Ein Schiedsrichter, welcher sich bei der Entscheidung einer Rechtssache zugunsten oder zum Nachteil einer Partei einer Beugung des Rechts schuldig macht, wird mit Freiheitsstrafe von einem Jahr bis zu fünf Jahren bestraft.
— Der auf Parteischiedsrichter nicht(!) anwendbare §339 StGB
Was den Hauptteil des Urteils angeht, der sich auf das Verbot der Doppelbestrafung stützt, ist das für mich ein absolutes No-Go. Ein Schiedsgericht ist nicht gewählt um Symbolpolitik zu betreiben oder um auf dem Rücken von Verfahrensbeteiligten Zeichen zu setzen. Wenn der Sachverhalt etwas hergibt, dann gibt er es her. Wenn der Sachverhalt etwas nicht hergibt, dann eben nicht. Aber ich persönlich werde kein Urteil wider besseren Wissens unterschreiben. Auch nicht zum Wohle der Partei. Auch nicht, wenn ich davon ausgehen kann, dass dann ein späteres Gericht das schon fixen wird.

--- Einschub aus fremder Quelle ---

//! Small-region merging for over-segmented label images in Rust. Generic
//! over floating point numeric types.
//!
//! Segmentation algorithms applied to large rasters (mean-shift in
//! particular) tend to over-segment: the output is littered with regions of
//! a few pixels that are radiometrically indistinguishable from their
//! surroundings. This crate cleans such labellings up by iteratively merging
//! every region smaller than a size threshold into the 4-connected
//! neighbour whose mean feature vector is closest, repeating with an
//! increasing threshold until every surviving region reaches a configured
//! minimum size. The main benefits of this pass-per-threshold scheme are
//! that:
//!  1. Regions grow monotonically, so a small region is always absorbed by
//!     the statistically closest neighbour available at its current scale
//!     rather than by whatever a single global pass happens to visit first;
//!  2. The number of passes is bounded by the minimum size, never an
//!     open-ended fixed-point iteration; and
//!  3. The output is deterministic: merge decisions depend only on the
//!     input labelling and statistics, with ties resolved towards the
//!     smallest label, reproducibly across runs and thread counts.
//!
//! The merging scheme follows the small-region cleanup stage of the
//! large-scale mean-shift segmentation pipeline described in the article
//! referenced below.
//!
//! # Examples
//! ```
//!use region_merging::{LabelImage, LabelStats, MergeParams, SmallRegionMerger};
//!
//!// A 5x5 over-segmented raster: one stray pixel (label 7) inside a
//!// uniform background (label 0).
//!let image = LabelImage::new(5, 5, vec![
//!    0, 0, 0, 0, 0,
//!    0, 0, 0, 0, 0,
//!    0, 0, 7, 0, 0,
//!    0, 0, 0, 0, 0,
//!    0, 0, 0, 0, 0,
//!]).unwrap();
//!let mut population = vec![0; 8];
//!population[0] = 24;
//!population[7] = 1;
//!let mut means = vec![vec![0.0f64]; 8];
//!means[0] = vec![10.0];
//!means[7] = vec![200.0];
//!let stats = LabelStats::new(population, means).unwrap();
//!
//!let params = MergeParams::builder().min_size(2).build();
//!let merger = SmallRegionMerger::new(&image, stats, params);
//!let merged = merger.merge().unwrap();
//!assert!(merged.labels().labels().iter().all(|&label| label == 0));
//!assert_eq!(25, merged.stats().population(0).unwrap());
//! ```
//!
//! # References
//! * [Michel, J.; Youssefi, D.; Grizonnet, M. Stable mean-shift algorithm and its application to the segmentation of arbitrarily large remote sensing images.](https://ieeexplore.ieee.org/document/6858096)

pub use crate::distance::DistanceMetric;
pub use crate::error::MergeError;
pub use crate::image::LabelImage;
pub use crate::merging::{MergedRegions, SmallRegionMerger};
pub use crate::params::{MergeParams, MergeParamsBuilder};
pub use crate::stats::LabelStats;

mod adjacency;
mod distance;
mod error;
mod image;
mod merging;
mod params;
mod scan;
mod stats;
mod union_find;
mod validation;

Diese Haltung geht gar nicht. Das ist doch exakt das, was auch von uns z.B. an der Bundesregierung kritisiert wird: Erst bewusst verfassungswidrige Gesetze beschließen, und anschließend vom Verfassungsgericht kassieren lassen. Wild gegriffenes Beispiel: Luftsicherheitsgesetz. Der Politiker steht gut da, für seine Partei und seine Wähler "tut er was", nur das böse Verfassungsgericht mit seiner fehlerhaften Einzelmeinung lässt ihn nicht.

Ich schrieb mal, dass Schiedsrichterei auch Politik ist. Das gilt immer noch. Aber nur im Rahmen des Ermessensspielraums. Wer vom Schiedsgericht Symbolpolitik um der Symbolpolitik willen erwartet, der soll mich bitte nicht wählen. Ich will keine Entscheidungen treffen, die sich zwar angeblich für die Partei gut anfühlen sollen, aber sachlich falsch sind.